Work instruction: Return exactly the span of lines in the following data that opens with the line containing "for one task." and closes with the line containing "self.succeeded == 0". Include nothing else.

Information:
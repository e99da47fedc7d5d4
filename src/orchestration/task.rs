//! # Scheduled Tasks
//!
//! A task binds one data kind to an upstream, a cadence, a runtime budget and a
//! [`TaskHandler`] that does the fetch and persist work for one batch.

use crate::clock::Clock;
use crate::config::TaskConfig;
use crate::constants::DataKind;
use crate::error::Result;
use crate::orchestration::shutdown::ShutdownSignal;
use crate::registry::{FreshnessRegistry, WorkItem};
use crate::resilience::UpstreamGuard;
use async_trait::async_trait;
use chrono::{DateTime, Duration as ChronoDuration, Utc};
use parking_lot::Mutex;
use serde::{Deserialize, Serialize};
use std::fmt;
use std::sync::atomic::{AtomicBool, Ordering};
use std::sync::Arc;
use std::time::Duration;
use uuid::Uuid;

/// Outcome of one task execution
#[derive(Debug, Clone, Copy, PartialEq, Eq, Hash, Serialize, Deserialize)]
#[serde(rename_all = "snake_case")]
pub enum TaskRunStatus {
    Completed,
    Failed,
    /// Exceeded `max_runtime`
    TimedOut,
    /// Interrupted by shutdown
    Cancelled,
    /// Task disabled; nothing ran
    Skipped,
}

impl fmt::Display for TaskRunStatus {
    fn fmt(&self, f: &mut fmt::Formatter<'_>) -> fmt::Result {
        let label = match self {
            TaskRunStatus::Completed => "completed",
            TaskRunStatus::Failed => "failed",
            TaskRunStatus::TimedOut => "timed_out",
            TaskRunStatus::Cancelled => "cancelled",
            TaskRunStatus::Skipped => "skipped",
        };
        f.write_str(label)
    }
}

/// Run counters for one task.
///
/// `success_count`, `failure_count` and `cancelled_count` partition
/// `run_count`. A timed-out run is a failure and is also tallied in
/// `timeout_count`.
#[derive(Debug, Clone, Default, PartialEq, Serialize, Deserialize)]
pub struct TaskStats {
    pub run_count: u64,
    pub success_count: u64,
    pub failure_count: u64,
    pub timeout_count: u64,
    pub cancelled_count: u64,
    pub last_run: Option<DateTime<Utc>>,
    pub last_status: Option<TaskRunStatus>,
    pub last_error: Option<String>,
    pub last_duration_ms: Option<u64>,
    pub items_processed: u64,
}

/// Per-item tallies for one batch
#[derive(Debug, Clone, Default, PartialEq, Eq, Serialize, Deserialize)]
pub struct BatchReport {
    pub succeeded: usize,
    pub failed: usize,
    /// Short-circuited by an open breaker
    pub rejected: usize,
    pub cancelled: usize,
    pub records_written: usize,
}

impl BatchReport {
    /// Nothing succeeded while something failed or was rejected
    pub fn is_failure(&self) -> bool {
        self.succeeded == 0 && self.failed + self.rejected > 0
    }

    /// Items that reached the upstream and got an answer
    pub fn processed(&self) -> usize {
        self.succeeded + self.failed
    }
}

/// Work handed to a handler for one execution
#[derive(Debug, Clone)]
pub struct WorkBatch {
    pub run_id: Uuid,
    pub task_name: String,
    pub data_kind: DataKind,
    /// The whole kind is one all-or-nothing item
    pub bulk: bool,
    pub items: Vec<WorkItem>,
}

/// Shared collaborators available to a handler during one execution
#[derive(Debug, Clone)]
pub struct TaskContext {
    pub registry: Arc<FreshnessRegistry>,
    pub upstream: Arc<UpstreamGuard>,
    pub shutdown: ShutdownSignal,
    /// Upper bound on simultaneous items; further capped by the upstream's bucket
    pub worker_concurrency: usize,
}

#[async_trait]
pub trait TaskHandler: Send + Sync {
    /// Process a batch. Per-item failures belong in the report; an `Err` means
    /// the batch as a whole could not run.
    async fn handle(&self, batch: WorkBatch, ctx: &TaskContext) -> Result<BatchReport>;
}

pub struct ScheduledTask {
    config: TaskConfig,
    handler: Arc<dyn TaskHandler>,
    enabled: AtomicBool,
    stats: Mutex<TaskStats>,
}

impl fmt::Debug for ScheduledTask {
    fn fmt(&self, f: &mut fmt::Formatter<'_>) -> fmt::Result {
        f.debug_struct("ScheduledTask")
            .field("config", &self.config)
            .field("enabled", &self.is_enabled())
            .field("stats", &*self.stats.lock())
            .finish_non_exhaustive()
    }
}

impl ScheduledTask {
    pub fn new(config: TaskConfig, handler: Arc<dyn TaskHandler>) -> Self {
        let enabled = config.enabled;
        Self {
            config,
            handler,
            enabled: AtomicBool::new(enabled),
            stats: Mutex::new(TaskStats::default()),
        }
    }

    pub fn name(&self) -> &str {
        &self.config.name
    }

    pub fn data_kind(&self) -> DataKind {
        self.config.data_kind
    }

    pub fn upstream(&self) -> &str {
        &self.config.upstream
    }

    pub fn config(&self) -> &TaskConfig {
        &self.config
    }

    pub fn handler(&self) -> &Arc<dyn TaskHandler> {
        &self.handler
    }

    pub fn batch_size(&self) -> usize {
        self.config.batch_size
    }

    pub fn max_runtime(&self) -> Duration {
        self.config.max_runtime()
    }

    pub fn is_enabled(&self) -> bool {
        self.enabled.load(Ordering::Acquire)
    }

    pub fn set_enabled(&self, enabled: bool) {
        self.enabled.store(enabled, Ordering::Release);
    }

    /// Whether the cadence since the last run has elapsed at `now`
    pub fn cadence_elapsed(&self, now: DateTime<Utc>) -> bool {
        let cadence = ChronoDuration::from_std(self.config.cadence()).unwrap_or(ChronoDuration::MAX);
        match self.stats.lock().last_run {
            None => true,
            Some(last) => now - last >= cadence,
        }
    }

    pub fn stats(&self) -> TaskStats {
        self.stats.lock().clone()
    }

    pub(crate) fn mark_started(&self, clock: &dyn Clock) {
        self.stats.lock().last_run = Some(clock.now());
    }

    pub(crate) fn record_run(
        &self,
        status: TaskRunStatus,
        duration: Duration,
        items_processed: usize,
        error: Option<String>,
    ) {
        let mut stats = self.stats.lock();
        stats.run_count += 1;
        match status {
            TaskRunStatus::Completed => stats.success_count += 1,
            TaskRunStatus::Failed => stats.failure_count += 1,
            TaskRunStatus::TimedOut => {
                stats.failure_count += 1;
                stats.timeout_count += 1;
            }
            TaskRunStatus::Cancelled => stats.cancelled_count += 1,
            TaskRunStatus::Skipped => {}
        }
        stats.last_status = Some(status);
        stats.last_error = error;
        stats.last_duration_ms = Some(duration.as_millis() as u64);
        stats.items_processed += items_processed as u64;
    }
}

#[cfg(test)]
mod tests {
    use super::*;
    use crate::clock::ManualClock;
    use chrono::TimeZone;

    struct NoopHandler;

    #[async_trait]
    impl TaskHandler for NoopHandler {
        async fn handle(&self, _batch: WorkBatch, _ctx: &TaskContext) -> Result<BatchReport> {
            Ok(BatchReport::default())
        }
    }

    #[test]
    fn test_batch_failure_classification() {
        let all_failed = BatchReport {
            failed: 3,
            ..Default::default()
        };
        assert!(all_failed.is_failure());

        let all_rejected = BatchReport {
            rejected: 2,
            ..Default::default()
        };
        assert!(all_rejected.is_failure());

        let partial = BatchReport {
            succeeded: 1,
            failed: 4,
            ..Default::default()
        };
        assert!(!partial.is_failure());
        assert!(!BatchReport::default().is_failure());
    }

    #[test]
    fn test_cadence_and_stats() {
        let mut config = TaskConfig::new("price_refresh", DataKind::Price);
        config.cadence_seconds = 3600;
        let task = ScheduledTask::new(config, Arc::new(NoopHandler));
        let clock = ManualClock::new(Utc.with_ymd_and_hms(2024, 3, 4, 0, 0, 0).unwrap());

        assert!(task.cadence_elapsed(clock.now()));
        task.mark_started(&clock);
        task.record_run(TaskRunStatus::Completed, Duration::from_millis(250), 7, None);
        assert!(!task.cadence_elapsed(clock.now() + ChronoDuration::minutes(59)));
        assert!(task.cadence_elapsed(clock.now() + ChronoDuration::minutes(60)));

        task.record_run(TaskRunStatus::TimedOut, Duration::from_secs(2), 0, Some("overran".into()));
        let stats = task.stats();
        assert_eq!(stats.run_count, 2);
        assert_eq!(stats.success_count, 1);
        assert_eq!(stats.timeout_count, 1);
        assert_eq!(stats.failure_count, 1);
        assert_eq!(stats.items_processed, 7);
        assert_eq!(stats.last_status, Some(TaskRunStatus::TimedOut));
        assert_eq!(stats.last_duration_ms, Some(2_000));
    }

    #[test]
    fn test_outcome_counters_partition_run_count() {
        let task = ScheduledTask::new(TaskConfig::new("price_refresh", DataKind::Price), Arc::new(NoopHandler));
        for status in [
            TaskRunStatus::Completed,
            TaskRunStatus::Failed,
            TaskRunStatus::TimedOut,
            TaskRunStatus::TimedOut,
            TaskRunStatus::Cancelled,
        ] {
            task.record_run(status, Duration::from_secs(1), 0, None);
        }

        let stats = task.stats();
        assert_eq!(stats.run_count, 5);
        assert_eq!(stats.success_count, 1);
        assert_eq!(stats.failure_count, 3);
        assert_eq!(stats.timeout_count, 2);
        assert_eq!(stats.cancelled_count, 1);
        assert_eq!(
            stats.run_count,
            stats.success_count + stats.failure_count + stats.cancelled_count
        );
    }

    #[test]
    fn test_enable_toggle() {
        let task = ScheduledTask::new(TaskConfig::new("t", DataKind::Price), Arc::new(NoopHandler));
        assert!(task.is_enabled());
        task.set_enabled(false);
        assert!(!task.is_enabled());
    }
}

Exercise response:
/// Run counters for one task.
///
/// `success_count`, `failure_count` and `cancelled_count` partition
/// `run_count`. A timed-out run is a failure and is also tallied in
/// `timeout_count`.
#[derive(Debug, Clone, Default, PartialEq, Serialize, Deserialize)]
pub struct TaskStats {
    pub run_count: u64,
    pub success_count: u64,
    pub failure_count: u64,
    pub timeout_count: u64,
    pub cancelled_count: u64,
    pub last_run: Option<DateTime<Utc>>,
    pub last_status: Option<TaskRunStatus>,
    pub last_error: Option<String>,
    pub last_duration_ms: Option<u64>,
    pub items_processed: u64,
}

/// Per-item tallies for one batch
#[derive(Debug, Clone, Default, PartialEq, Eq, Serialize, Deserialize)]
pub struct BatchReport {
    pub succeeded: usize,
    pub failed: usize,
    /// Short-circuited by an open breaker
    pub rejected: usize,
    pub cancelled: usize,
    pub records_written: usize,
}

impl BatchReport {
    /// Nothing succeeded while something failed or was rejected
    pub fn is_failure(&self) -> bool {
        self.succeeded == 0 && self.failed + self.rejected > 0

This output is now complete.